Reproduce the opening lines of the records exactly, up to and including the line in which "let content = fs::read_to_string(&log_path)?;" occurs.

***** MATERIAL FOR THE TASK *****

/// Read events from a request's log file.
pub fn read_request_events(runs_dir: impl AsRef<Path>, request_id: &str) -> eyre::Result<Vec<EventLogEntry>> {
    let log_path = runs_dir.as_ref().join(request_id).join("events.jsonl");
    debug!(?log_path, "read_request_events: reading log file");

    if !log_path.exists() {
        return Ok(Vec::new());
    }

    let content = fs::read_to_string(&log_path)?;
    let mut entries = Vec::new();

    for line in content.lines() {
        if line.trim().is_empty() {
            continue;
        }
        match serde_json::from_str::<EventLogEntry>(line) {
            Ok(entry) => entries.push(entry),
            Err(e) => {
                warn!(line, error = %e, "read_request_events: failed to parse line");
            }
        }
    }

    debug!(count = entries.len(), "read_request_events: loaded entries");
    Ok(entries)
}

/// Spawn the event logger as a background task.
pub fn spawn_event_logger(event_bus: Arc<EventBus>) -> eyre::Result<tokio::task::JoinHandle<()>> {
    let logger = EventLogger::with_default_path()?;
    Ok(tokio::spawn(async move {
        logger.run(event_bus).await;
    }))
}

/// Replay events for a request from the default runs directory.
pub fn replay_request_events(request_id: &str) -> eyre::Result<Vec<Event>> {
    let home = dirs::home_dir().ok_or_else(|| eyre::eyre!("Could not determine home directory"))?;
    let runs_dir = home.join(".cortex").join("runs");
    let entries = read_request_events(&runs_dir, request_id)?;
    Ok(entries.into_iter().map(|e| e.event).collect())
}

#[cfg(test)]
mod tests {
    use super::*;
    use tempfile::tempdir;

    #[test]
    fn test_event_logger_creation() {
        let temp = tempdir().unwrap();
        let logger = EventLogger::new(temp.path());
        assert!(logger.writers.is_empty());
    }

    #[test]
    fn test_write_event() {
        let temp = tempdir().unwrap();
        let mut logger = EventLogger::new(temp.path());

        let event = Event::RequestReceived {
            request_id: "test-123".to_string(),
            input_summary: "hi".to_string(),
        };

        logger.write_event(&event).unwrap();

        let log_path = temp.path().join("test-123").join("events.jsonl");
        assert!(log_path.exists());

        let content = fs::read_to_string(&log_path).unwrap();
        assert!(content.contains("RequestReceived"));
        assert!(content.contains("test-123"));
    }

    #[test]
    fn test_multiple_events_same_request() {
        let temp = tempdir().unwrap();
        let mut logger = EventLogger::new(temp.path());

        logger
            .write_event(&Event::RequestReceived {
                request_id: "test-123".to_string(),
                input_summary: "hi".to_string(),
            })
            .unwrap();
        logger
            .write_event(&Event::AgentStarted {
                request_id: "test-123".to_string(),
                lobe_id: "reasoning".to_string(),
            })
            .unwrap();
        logger
            .write_event(&Event::ResponseGenerated {
                request_id: "test-123".to_string(),
                success: true,
                duration_ms: 42,
            })
            .unwrap();

        let log_path = temp.path().join("test-123").join("events.jsonl");
        let content = fs::read_to_string(&log_path).unwrap();
        assert_eq!(content.lines().count(), 3);
    }

    #[test]
    fn test_multiple_requests() {
        let temp = tempdir().unwrap();
        let mut logger = EventLogger::new(temp.path());

        logger
            .write_event(&Event::RequestReceived {
                request_id: "req-1".to_string(),
                input_summary: "task 1".to_string(),
            })
            .unwrap();
        logger
            .write_event(&Event::RequestReceived {
                request_id: "req-2".to_string(),
                input_summary: "task 2".to_string(),
            })
            .unwrap();

        assert!(temp.path().join("req-1").join("events.jsonl").exists());
        assert!(temp.path().join("req-2").join("events.jsonl").exists());
    }

    #[test]
    fn test_request_less_event_goes_to_global() {
        let temp = tempdir().unwrap();
        let mut logger = EventLogger::new(temp.path());

        logger
            .write_event(&Event::ModeChanged {
                request_id: None,
                mode: "agentic".to_string(),
                trigger: "startup".to_string(),
            })
            .unwrap();

        assert!(temp.path().join(GLOBAL_KEY).join("events.jsonl").exists());
    }

    #[test]
    fn test_read_request_events() {
        let temp = tempdir().unwrap();
        let mut logger = EventLogger::new(temp.path());

        logger
            .write_event(&Event::RequestReceived {
                request_id: "test-read".to_string(),
                input_summary: "hi".to_string(),
            })
            .unwrap();
        logger
            .write_event(&Event::AgentStarted {
                request_id: "test-read".to_string(),
                lobe_id: "reasoning".to_string(),
            })
            .unwrap();

        let entries = read_request_events(temp.path(), "test-read").unwrap();
        assert_eq!(entries.len(), 2);
        assert_eq!(entries[0].event.event_type(), "RequestReceived");
        assert_eq!(entries[1].event.event_type(), "AgentStarted");
    }

    #[test]
    fn test_read_nonexistent_request() {
        let temp = tempdir().unwrap();
        let entries = read_request_events(temp.path(), "nonexistent").unwrap();
        assert!(entries.is_empty());
    }

    #[test]
    fn test_close_request() {
        let temp = tempdir().unwrap();
        let mut logger = EventLogger::new(temp.path());

        logger
            .write_event(&Event::RequestReceived {
                request_id: "test-close".to_string(),
                input_summary: "hi".to_string(),
            })
            .unwrap();

        assert!(logger.writers.contains_key("test-close"));
        logger.close_request("test-close");
        assert!(!logger.writers.contains_key("test-close"));
    }

    #[test]
    fn test_replay_preserves_order() {
        let temp = tempdir().unwrap();
        let mut logger = EventLogger::new(temp.path());

        logger
            .write_event(&Event::RequestReceived {
                request_id: "test-replay".to_string(),
                input_summary: "hi".to_string(),
            })
            .unwrap();
        logger
            .write_event(&Event::AgentStarted {
                request_id: "test-replay".to_string(),
                lobe_id: "reasoning".to_string(),
            })
            .unwrap();
        logger
            .write_event(&Event::ToolExecuted {
                request_id: "test-replay".to_string(),
                tool: "bash".to_string(),
                args_summary: "echo test".to_string(),
                latency_ms: 5,
                success: true,
                error: None,
            })
            .unwrap();
        logger
            .write_event(&Event::ResponseGenerated {
                request_id: "test-replay".to_string(),
                success: true,
                duration_ms: 99,
            })
            .unwrap();

        let entries = read_request_events(temp.path(), "test-replay").unwrap();
        assert_eq!(entries.len(), 4);

        assert_eq!(entries[0].event.event_type(), "RequestReceived");
        assert_eq!(entries[1].event.event_type(), "AgentStarted");
        assert_eq!(entries[2].event.event_type(), "ToolExecuted");
        assert_eq!(entries[3].event.event_type(), "ResponseGenerated");
    }

    #[test]
    fn test_close_request_idempotent() {
        let temp = tempdir().unwrap();
        let mut logger = EventLogger::new(temp.path());

        logger
            .write_event(&Event::RequestReceived {
                request_id: "idem-test".to_string(),
                input_summary: "hi".to_string(),
            })
            .unwrap();

        logger.close_request("idem-test");
        logger.close_request("idem-test");
        logger.close_request("idem-test");

        assert!(!logger.writers.contains_key("idem-test"));
    }

    #[test]
    fn test_close_nonexistent_request() {
        let temp = tempdir().unwrap();
        let mut logger = EventLogger::new(temp.path());
        logger.close_request("never-existed");
    }

    #[test]
    fn test_requests_are_isolated() {
        let temp = tempdir().unwrap();
        let mut logger = EventLogger::new(temp.path());

        logger
            .write_event(&Event::RequestReceived {
                request_id: "iso-1".to_string(),
                input_summary: "task 1".to_string(),
            })
            .unwrap();
        logger
            .write_event(&Event::RequestReceived {
                request_id: "iso-2".to_string(),
                input_summary: "task 2".to_string(),
            })
            .unwrap();
        logger
            .write_event(&Event::AgentStarted {
                request_id: "iso-1".to_string(),
                lobe_id: "reasoning".to_string(),
            })
            .unwrap();

        let entries_1 = read_request_events(temp.path(), "iso-1").unwrap();
        let entries_2 = read_request_events(temp.path(), "iso-2").unwrap();

        assert_eq!(entries_1.len(), 2);
        assert_eq!(entries_2.len(), 1);

        assert!(entries_1.iter().all(|e| e.event.request_id() == Some("iso-1")));
        assert!(entries_2.iter().all(|e| e.event.request_id() == Some("iso-2")));
    }

    #[test]
    fn test_events_persisted_immediately() {
        let temp = tempdir().unwrap();
        let mut logger = EventLogger::new(temp.path());

        logger
            .write_event(&Event::RequestReceived {
                request_id: "persist-test".to_string(),
                input_summary: "hi".to_string(),
            })
            .unwrap();

        let log_path = temp.path().join("persist-test").join("events.jsonl");
        let content = std::fs::read_to_string(&log_path).unwrap();

        assert!(content.contains("RequestReceived"));
        assert!(content.contains("persist-test"));
    }

    #[test]
    fn test_event_log_file_is_jsonl() {
        let temp = tempdir().unwrap();
        let mut logger = EventLogger::new(temp.path());

        for i in 0..5 {
            logger
                .write_event(&Event::AgentStarted {
                    request_id: "jsonl-test".to_string(),
                    lobe_id: format!("lobe{i}"),
                })
                .unwrap();
        }

        let log_path = temp.path().join("jsonl-test").join("events.jsonl");
        let content = std::fs::read_to_string(&log_path).unwrap();

        let lines: Vec<&str> = content.lines().collect();
        assert_eq!(lines.len(), 5);

        for line in lines {
            let parsed: serde_json::Value = serde_json::from_str(line).expect("Each line should be valid JSON");
            assert!(parsed.get("ts").is_some(), "Should have timestamp");
            assert!(parsed.get("event").is_some(), "Should have event");
        }
    }

    #[test]
    fn test_reopen_after_close() {
        let temp = tempdir().unwrap();
        let mut logger = EventLogger::new(temp.path());

        logger
            .write_event(&Event::RequestReceived {
                request_id: "reopen-test".to_string(),
                input_summary: "first".to_string(),
            })
            .unwrap();

        logger.close_request("reopen-test");

        logger
            .write_event(&Event::ResponseGenerated {
                request_id: "reopen-test".to_string(),
                success: true,
                duration_ms: 10,
            })
            .unwrap();

        let entries = read_request_events(temp.path(), "reopen-test").unwrap();
        assert_eq!(entries.len(), 2);
        assert_eq!(entries[0].event.event_type(), "RequestReceived");
        assert_eq!(entries[1].event.event_type(), "ResponseGenerated");
    }
}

*****

• **SOLUTION FOR THIS TASK**:
/// Read events from a request's log file.
pub fn read_request_events(runs_dir: impl AsRef<Path>, request_id: &str) -> eyre::Result<Vec<EventLogEntry>> {
    let log_path = runs_dir.as_ref().join(request_id).join("events.jsonl");
    debug!(?log_path, "read_request_events: reading log file");

    if !log_path.exists() {
        return Ok(Vec::new());
    }

    let content = fs::read_to_string(&log_path)?;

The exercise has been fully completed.